What Freezing Does to Food
When food freezes, the water inside its cells forms ice crystals. These crystals rupture cell walls, which is why frozen vegetables often turn mushy when thawed and frozen proteins can become dry or rubbery. Flash-freezing reduces this damage, but it doesn't eliminate it.
Texture is the most obvious casualty, but flavour suffers too. Volatile aromatic compounds — the molecules that make basil smell like basil — degrade over time in the freezer, even at stable temperatures.
The Nutrition Question
Frozen produce that's flash-frozen at harvest can retain nutrients well. But prepared meals are a different story. The cooking-freezing-reheating cycle means food is effectively cooked twice, which degrades heat-sensitive vitamins like C and B-complex further with each thermal cycle.

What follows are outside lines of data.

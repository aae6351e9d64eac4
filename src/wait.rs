// Copyright (c) 2025 Erick Bourgeois, firestoned
// SPDX-License-Identifier: MIT

//! Waiters that poll live Kubernetes objects.
//!
//! Every waiter here is a thin probe around [`crate::poll::poll_until`]: it fetches
//! the current object (or list), decides whether the caller's expectation holds,
//! and hands the poller a [`ProbeResult`]. The waiters are generic over the
//! resource type, so they serve typed resources (`Api<Node>`) and the RAN custom
//! resources addressed through `Api<DynamicObject>` alike.
//!
//! # Error policy inside probes
//!
//! - Transient API errors (429, 5xx, connection failures) keep the poll going;
//!   the API server is eventually consistent and may briefly be unavailable.
//! - Any other API error ends the wait immediately.
//! - A missing object is governed by [`NotFoundPolicy`], chosen per call site.

use crate::condition::{conditions_from_value, find_matching, ConditionTarget};
use crate::constants::POLICY_COMPLIANT;
use crate::errors::{Classify, RetryError, WaitError};
use crate::poll::{poll_until, PollConfig, ProbeResult};
use crate::retry::retry_on_conflict;
use kube::api::{Api, ListParams, PostParams};
use kube::Resource;
use serde::de::DeserializeOwned;
use serde::Serialize;
use std::fmt::Debug;
use tracing::{debug, info, warn};

/// What a waiter does when the object it polls does not exist.
#[derive(Debug, Clone, Copy, PartialEq, Eq, Default)]
pub enum NotFoundPolicy {
    /// The object may not have been created yet; keep polling.
    #[default]
    Pending,
    /// The object must already exist; fail immediately.
    Fatal,
}

/// Fetch one object, mapping errors onto probe semantics.
///
/// Returns `Ok(None)` when the probe should report "not yet".
async fn fetch<K>(api: &Api<K>, name: &str, not_found: NotFoundPolicy) -> anyhow::Result<Option<K>>
where
    K: Resource + Clone + Debug + DeserializeOwned,
{
    match api.get_opt(name).await {
        Ok(Some(obj)) => Ok(Some(obj)),
        Ok(None) => match not_found {
            NotFoundPolicy::Pending => {
                debug!(name, "Object not found yet");
                Ok(None)
            }
            NotFoundPolicy::Fatal => Err(anyhow::anyhow!("{name} not found")),
        },
        Err(e) if e.class().is_transient() => {
            warn!(name, error = %e, "Transient error fetching object, will poll again");
            Ok(None)
        }
        Err(e) => Err(e.into()),
    }
}

/// Wait until the named object satisfies `predicate`, returning the object.
///
/// # Errors
///
/// - [`WaitError::Timeout`] if the predicate never held
/// - [`WaitError::Probe`] on a non-transient API error, or a missing object under
///   [`NotFoundPolicy::Fatal`]
pub async fn wait_for_object<K, P>(
    api: &Api<K>,
    name: &str,
    not_found: NotFoundPolicy,
    config: &PollConfig,
    predicate: P,
) -> Result<K, WaitError>
where
    K: Resource + Clone + Debug + DeserializeOwned,
    P: Fn(&K) -> bool,
{
    let predicate = &predicate;
    let what = format!("{name} to reach the expected state");

    poll_until(config, &what, move || async move {
        Ok(fetch(api, name, not_found)
            .await?
            .filter(|obj| predicate(obj))
            .into())
    })
    .await
}

/// Wait until the named object reports a condition matching `target`.
///
/// # Arguments
///
/// * `api` - API for the object's kind and namespace
/// * `name` - Object name
/// * `target` - The condition to wait for; unset fields are wildcards
/// * `not_found` - Whether a missing object keeps the wait going
/// * `config` - Interval and deadline
///
/// # Returns
///
/// The object as it was when the condition matched.
///
/// # Errors
///
/// - [`WaitError::InvalidTarget`] if `target` has no populated field
/// - [`WaitError::Probe`] if the object's `status.conditions` is malformed
/// - as [`wait_for_object`] otherwise
///
/// # Example
///
/// ```rust,no_run
/// use ranwait::condition::ConditionTarget;
/// use ranwait::constants::{CGU_CONDITION_SUCCEEDED, CONDITION_STATUS_TRUE};
/// use ranwait::poll::PollConfig;
/// use ranwait::resources::{dynamic_api, RanKind};
/// use ranwait::wait::{wait_for_condition, NotFoundPolicy};
/// use std::time::Duration;
///
/// # async fn example(client: kube::Client) -> anyhow::Result<()> {
/// let cgus = dynamic_api(client, RanKind::ClusterGroupUpgrade, Some("ztp-install"));
/// let succeeded = ConditionTarget::of_type(CGU_CONDITION_SUCCEEDED).with_status(CONDITION_STATUS_TRUE);
/// let config = PollConfig::new(Duration::from_secs(10), Duration::from_secs(1800))?;
///
/// wait_for_condition(&cgus, "cgu-upgrade", &succeeded, NotFoundPolicy::Fatal, &config).await?;
/// # Ok(())
/// # }
/// ```
pub async fn wait_for_condition<K>(
    api: &Api<K>,
    name: &str,
    target: &ConditionTarget,
    not_found: NotFoundPolicy,
    config: &PollConfig,
) -> Result<K, WaitError>
where
    K: Resource + Clone + Debug + DeserializeOwned + Serialize,
{
    if target.is_wildcard() {
        return Err(WaitError::InvalidTarget(format!(
            "condition target for {name} has no populated field"
        )));
    }

    let what = format!("{name} to report {target}");

    let found = poll_until(config, &what, move || async move {
        let Some(obj) = fetch(api, name, not_found).await? else {
            return Ok(ProbeResult::Pending);
        };

        let conditions = conditions_from_value(&serde_json::to_value(&obj)?)?;
        Ok(match find_matching(&conditions, target) {
            Some(matched) => {
                debug!(
                    name,
                    condition = %matched.r#type,
                    status = %matched.status,
                    "Condition matched"
                );
                ProbeResult::Satisfied(obj)
            }
            None => ProbeResult::Pending,
        })
    })
    .await?;

    info!(name, target = %target, "Object reached expected condition");
    Ok(found)
}

/// Wait until the named object no longer exists.
///
/// # Errors
///
/// - [`WaitError::Timeout`] if the object still existed at the deadline
/// - [`WaitError::Probe`] on a non-transient API error
pub async fn wait_until_deleted<K>(api: &Api<K>, name: &str, config: &PollConfig) -> Result<(), WaitError>
where
    K: Resource + Clone + Debug + DeserializeOwned,
{
    let what = format!("{name} to be deleted");

    poll_until(config, &what, move || async move {
        match api.get_opt(name).await {
            Ok(None) => Ok(ProbeResult::Satisfied(())),
            Ok(Some(_)) => Ok(ProbeResult::Pending),
            Err(e) if e.class().is_transient() => {
                warn!(name, error = %e, "Transient error checking deletion, will poll again");
                Ok(ProbeResult::Pending)
            }
            Err(e) => Err(e.into()),
        }
    })
    .await
}

/// Wait until exactly `expected` listed objects satisfy `predicate`.
///
/// # Returns
///
/// The matching objects from the final listing.
///
/// # Errors
///
/// - [`WaitError::Timeout`] if the count never matched
/// - [`WaitError::Probe`] on a non-transient API error
pub async fn wait_for_count<K, P>(
    api: &Api<K>,
    params: &ListParams,
    expected: usize,
    config: &PollConfig,
    predicate: P,
) -> Result<Vec<K>, WaitError>
where
    K: Resource + Clone + Debug + DeserializeOwned,
    P: Fn(&K) -> bool,
{
    let predicate = &predicate;
    let what = format!("{expected} matching objects");

    poll_until(config, &what, move || async move {
        let listed = match api.list(params).await {
            Ok(listed) => listed,
            Err(e) if e.class().is_transient() => {
                warn!(error = %e, "Transient error listing objects, will poll again");
                return Ok(ProbeResult::Pending);
            }
            Err(e) => return Err(e.into()),
        };

        let matching: Vec<K> = listed.items.into_iter().filter(|obj| predicate(obj)).collect();
        debug!(found = matching.len(), expected, "Counted matching objects");

        Ok(if matching.len() == expected {
            ProbeResult::Satisfied(matching)
        } else {
            ProbeResult::Pending
        })
    })
    .await
}

/// Returns `true` if a governance policy reports `status.compliant == "Compliant"`.
///
/// # Errors
///
/// Returns an error if the policy cannot be serialized.
pub fn is_compliant<K: Serialize>(policy: &K) -> anyhow::Result<bool> {
    let value = serde_json::to_value(policy)?;
    Ok(value
        .pointer("/status/compliant")
        .and_then(serde_json::Value::as_str)
        == Some(POLICY_COMPLIANT))
}

/// Wait until every named policy is compliant.
///
/// Policies that do not exist yet count as not compliant, since the hub may not
/// have propagated them.
///
/// # Errors
///
/// - [`WaitError::Timeout`] if any policy was still non-compliant at the deadline
/// - [`WaitError::Probe`] on a non-transient API error
pub async fn wait_until_compliant<K>(api: &Api<K>, names: &[&str], config: &PollConfig) -> Result<(), WaitError>
where
    K: Resource + Clone + Debug + DeserializeOwned + Serialize,
{
    let what = format!("policies {names:?} to be compliant");

    poll_until(config, &what, move || async move {
        let fetched = futures::future::try_join_all(
            names
                .iter()
                .map(|name| fetch(api, name, NotFoundPolicy::Pending)),
        )
        .await?;

        for (name, policy) in names.iter().zip(&fetched) {
            let compliant = match policy {
                Some(policy) => is_compliant(policy)?,
                None => false,
            };
            if !compliant {
                debug!(policy = name, "Policy not compliant yet");
                return Ok(ProbeResult::Pending);
            }
        }

        Ok(ProbeResult::Satisfied(()))
    })
    .await
}

/// Apply `mutate` to the latest copy of an object, retrying on update conflicts.
///
/// Each attempt re-reads the object so the change lands on the current
/// `resourceVersion`; controllers such as TALM write status concurrently.
///
/// # Errors
///
/// - [`RetryError::Permanent`] for a non-conflict API error
/// - [`RetryError::Exhausted`] if every attempt conflicted
pub async fn update_with_conflict_retry<K, M>(
    api: &Api<K>,
    name: &str,
    mutate: M,
) -> Result<K, RetryError<kube::Error>>
where
    K: Resource + Clone + Debug + DeserializeOwned + Serialize,
    M: Fn(&mut K),
{
    let mutate = &mutate;
    let operation = format!("update {name}");

    retry_on_conflict(&operation, move || async move {
        let mut obj = api.get(name).await?;
        mutate(&mut obj);
        api.replace(name, &PostParams::default(), &obj).await
    })
    .await
}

Fresh prepared meals, eaten within days of cooking, deliver more of the original nutritional profile intact.
How We Keep It Fresh
At Meels, every meal is cooked fresh and delivered within days — never frozen. We use modified atmosphere packaging (MAP) to extend shelf life naturally. MAP adjusts the gas composition inside each sealed container, slowing oxidation and microbial growth without preservatives or freezing. The result is a meal that stays fresh for up to 7 days in your fridge while tasting like it was just plated.
The Taste Test
This isn't just science — it's something you can taste. Fresh herbs retain their brightness. Proteins stay tender and juicy. Grains maintain their texture instead of turning to mush. When you eat a meal that was never frozen, you're eating food the way it was meant to taste.
Convenience shouldn't require compromise. Fresh, never frozen isn't just a tagline — it's a fundamentally better way to eat prepared meals.